*Task prompt*. Some entries follow. Reproduce exactly the lines starting at the one with "filename src/core/plan.rs" and stopping after the one with "requirement this satisfies".

*Source data*.
*** Begin section ***
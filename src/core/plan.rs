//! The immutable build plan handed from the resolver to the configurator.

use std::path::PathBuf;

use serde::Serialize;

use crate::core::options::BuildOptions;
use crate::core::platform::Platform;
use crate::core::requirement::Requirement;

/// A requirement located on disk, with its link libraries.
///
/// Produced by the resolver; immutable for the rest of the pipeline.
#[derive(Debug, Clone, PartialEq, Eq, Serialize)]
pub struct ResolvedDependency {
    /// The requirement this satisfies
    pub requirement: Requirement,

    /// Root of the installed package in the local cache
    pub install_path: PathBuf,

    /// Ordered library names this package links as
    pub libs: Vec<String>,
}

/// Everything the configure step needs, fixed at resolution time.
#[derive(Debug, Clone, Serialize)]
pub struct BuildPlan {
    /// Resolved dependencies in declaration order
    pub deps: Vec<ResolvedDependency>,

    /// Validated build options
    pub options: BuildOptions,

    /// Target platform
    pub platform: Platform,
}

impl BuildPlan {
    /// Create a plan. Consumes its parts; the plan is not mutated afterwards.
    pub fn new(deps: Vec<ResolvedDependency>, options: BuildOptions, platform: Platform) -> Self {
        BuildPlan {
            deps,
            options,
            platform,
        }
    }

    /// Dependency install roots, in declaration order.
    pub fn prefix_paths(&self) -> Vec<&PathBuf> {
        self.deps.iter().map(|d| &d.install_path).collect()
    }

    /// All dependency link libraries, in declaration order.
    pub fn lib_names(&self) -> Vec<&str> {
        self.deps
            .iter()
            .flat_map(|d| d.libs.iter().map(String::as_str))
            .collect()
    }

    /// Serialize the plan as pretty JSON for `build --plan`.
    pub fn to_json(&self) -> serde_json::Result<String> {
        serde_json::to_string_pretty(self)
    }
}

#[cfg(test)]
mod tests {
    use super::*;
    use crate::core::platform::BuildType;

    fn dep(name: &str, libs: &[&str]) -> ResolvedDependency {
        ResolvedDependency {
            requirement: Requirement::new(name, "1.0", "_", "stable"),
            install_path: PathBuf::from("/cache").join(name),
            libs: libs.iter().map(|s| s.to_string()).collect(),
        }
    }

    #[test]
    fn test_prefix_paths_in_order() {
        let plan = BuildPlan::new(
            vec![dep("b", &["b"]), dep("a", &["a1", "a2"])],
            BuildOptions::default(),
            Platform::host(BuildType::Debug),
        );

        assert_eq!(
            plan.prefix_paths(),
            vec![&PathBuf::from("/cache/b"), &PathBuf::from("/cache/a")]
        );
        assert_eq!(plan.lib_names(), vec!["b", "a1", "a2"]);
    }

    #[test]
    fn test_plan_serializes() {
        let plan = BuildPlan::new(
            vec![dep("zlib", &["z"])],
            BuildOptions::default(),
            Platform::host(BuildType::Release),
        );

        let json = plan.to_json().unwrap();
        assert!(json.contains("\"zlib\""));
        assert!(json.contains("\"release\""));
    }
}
*** End section ***
*** Begin section ***
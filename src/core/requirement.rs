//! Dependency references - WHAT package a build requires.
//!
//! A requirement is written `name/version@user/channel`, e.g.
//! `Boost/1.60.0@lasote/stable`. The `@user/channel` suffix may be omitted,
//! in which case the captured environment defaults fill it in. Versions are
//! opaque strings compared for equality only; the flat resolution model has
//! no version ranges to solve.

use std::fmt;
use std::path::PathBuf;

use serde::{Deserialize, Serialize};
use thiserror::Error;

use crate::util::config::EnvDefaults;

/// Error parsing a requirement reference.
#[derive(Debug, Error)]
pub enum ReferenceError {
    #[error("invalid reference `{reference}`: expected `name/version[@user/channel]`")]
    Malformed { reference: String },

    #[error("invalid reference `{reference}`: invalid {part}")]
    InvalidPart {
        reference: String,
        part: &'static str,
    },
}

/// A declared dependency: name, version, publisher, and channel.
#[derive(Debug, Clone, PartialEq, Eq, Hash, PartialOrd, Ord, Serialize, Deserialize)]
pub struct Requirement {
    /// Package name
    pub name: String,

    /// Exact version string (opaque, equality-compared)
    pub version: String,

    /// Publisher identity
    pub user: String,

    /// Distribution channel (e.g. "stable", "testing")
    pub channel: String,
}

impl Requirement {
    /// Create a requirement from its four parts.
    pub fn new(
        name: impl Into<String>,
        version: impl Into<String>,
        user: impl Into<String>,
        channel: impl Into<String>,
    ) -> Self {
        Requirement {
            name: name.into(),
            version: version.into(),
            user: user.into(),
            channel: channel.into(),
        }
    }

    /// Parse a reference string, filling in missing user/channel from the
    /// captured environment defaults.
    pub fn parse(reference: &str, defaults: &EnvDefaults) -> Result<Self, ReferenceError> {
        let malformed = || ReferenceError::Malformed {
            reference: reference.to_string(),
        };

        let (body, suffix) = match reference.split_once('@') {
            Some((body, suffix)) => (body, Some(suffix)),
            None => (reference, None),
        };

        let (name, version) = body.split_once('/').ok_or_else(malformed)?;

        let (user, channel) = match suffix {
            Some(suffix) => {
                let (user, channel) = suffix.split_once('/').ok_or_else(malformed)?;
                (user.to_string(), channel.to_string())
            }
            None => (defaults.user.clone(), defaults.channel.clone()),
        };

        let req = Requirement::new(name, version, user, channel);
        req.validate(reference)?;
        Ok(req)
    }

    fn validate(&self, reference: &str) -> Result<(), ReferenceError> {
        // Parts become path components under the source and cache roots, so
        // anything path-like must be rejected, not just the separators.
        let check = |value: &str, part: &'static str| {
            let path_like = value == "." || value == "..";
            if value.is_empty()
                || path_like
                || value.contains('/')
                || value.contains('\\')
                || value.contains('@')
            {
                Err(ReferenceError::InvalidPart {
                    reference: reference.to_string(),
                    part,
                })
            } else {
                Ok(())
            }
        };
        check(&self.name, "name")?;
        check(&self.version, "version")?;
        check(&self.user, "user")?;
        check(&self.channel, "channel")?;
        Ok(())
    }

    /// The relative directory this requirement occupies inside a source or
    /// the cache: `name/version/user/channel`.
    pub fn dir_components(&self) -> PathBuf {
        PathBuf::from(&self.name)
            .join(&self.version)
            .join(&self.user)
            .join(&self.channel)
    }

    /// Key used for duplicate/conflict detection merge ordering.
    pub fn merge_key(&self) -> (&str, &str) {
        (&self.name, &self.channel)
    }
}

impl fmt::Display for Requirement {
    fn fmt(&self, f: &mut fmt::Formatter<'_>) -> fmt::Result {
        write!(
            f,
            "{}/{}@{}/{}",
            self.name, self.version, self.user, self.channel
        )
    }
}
*** End section ***
*Result for this task*.
filename src/core/plan.rs
//! The immutable build plan handed from the resolver to the configurator.

use std::path::PathBuf;

use serde::Serialize;

use crate::core::options::BuildOptions;
use crate::core::platform::Platform;
use crate::core::requirement::Requirement;

/// A requirement located on disk, with its link libraries.
///
/// Produced by the resolver; immutable for the rest of the pipeline.
#[derive(Debug, Clone, PartialEq, Eq, Serialize)]
pub struct ResolvedDependency {
    /// The requirement this satisfies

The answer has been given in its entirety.